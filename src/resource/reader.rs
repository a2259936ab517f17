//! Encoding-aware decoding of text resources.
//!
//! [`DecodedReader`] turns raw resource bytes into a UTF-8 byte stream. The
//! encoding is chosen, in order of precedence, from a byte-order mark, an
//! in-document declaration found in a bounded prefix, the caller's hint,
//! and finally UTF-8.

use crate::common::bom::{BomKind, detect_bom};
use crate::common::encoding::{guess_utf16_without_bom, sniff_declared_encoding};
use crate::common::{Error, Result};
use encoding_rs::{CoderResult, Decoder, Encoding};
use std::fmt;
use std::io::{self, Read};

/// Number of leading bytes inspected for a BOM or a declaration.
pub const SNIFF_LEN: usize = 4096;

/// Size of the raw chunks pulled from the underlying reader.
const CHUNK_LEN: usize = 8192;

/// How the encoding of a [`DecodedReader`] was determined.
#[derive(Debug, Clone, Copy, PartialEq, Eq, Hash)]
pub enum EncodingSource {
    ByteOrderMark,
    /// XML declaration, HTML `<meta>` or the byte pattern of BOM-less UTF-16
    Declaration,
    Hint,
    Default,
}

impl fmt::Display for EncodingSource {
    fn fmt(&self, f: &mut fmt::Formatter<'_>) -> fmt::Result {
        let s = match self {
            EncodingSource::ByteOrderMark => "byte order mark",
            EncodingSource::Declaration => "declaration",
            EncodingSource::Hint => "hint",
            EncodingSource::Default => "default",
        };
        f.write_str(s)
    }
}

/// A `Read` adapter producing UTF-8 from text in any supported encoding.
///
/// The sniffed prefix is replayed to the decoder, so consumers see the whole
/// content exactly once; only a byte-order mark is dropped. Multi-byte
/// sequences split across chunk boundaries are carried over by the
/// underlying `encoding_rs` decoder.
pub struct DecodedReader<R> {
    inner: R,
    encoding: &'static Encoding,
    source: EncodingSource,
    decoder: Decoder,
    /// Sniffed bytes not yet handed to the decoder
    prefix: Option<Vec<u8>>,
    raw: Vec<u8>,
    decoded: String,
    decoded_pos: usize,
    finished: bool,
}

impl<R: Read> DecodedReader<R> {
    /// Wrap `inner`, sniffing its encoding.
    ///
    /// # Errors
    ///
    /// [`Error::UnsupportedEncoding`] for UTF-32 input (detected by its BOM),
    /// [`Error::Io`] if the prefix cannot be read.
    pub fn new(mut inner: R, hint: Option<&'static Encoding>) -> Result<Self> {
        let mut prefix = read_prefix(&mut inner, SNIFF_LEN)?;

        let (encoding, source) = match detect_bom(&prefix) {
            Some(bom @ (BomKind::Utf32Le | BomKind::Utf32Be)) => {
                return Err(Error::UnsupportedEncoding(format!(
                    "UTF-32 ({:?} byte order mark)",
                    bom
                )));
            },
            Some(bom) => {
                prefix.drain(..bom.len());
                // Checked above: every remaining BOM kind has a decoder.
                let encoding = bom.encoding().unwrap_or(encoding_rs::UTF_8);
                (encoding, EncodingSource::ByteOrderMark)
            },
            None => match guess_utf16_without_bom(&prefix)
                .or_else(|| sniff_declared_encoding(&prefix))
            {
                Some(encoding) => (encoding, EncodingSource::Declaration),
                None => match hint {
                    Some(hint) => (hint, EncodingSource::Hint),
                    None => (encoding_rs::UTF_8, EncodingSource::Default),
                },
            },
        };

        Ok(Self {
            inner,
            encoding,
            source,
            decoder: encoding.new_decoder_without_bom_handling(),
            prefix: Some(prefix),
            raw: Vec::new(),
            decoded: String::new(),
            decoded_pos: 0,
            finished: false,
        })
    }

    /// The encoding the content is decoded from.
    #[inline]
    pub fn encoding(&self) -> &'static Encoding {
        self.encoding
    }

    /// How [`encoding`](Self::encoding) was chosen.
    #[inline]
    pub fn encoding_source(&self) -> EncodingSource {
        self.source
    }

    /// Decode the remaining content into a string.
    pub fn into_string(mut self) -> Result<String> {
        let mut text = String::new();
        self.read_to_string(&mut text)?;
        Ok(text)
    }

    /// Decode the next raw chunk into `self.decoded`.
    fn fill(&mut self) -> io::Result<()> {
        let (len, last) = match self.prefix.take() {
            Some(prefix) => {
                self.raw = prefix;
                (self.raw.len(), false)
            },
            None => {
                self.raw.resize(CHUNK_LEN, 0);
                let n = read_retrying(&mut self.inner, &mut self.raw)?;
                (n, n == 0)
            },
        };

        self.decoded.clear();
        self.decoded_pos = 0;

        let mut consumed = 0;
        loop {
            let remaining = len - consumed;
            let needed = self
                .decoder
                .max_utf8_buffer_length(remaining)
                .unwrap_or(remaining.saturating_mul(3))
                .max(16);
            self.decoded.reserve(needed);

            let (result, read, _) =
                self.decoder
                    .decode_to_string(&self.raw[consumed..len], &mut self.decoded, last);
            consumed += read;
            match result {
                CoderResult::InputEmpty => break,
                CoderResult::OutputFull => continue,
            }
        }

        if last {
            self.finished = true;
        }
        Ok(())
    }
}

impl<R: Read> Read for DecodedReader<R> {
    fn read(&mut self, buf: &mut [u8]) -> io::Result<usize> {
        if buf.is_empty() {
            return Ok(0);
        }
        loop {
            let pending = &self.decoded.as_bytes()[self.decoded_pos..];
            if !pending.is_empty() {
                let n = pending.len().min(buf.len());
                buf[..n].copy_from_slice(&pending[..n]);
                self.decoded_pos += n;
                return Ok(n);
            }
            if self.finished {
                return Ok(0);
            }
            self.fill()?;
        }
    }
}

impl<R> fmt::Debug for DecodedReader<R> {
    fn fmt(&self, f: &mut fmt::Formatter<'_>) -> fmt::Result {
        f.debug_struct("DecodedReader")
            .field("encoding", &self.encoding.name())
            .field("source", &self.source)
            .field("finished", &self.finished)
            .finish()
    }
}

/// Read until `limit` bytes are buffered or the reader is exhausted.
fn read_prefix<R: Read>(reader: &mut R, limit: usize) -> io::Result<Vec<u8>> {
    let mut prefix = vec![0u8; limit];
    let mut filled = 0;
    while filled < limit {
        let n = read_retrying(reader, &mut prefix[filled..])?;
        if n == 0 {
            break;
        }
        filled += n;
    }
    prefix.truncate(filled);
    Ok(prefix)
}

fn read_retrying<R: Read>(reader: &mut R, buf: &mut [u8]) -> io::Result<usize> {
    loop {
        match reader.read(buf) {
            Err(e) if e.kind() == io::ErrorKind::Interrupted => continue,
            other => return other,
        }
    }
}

□ □ □

• **WHAT THE EXERCISE ASKS**:
Extract every line containing the string "finished" from the material.

• **RESPONSE FOR THIS EXERCISE**:
    finished: bool,
            finished: false,
            self.finished = true;
            if self.finished {
            .field("finished", &self.finished)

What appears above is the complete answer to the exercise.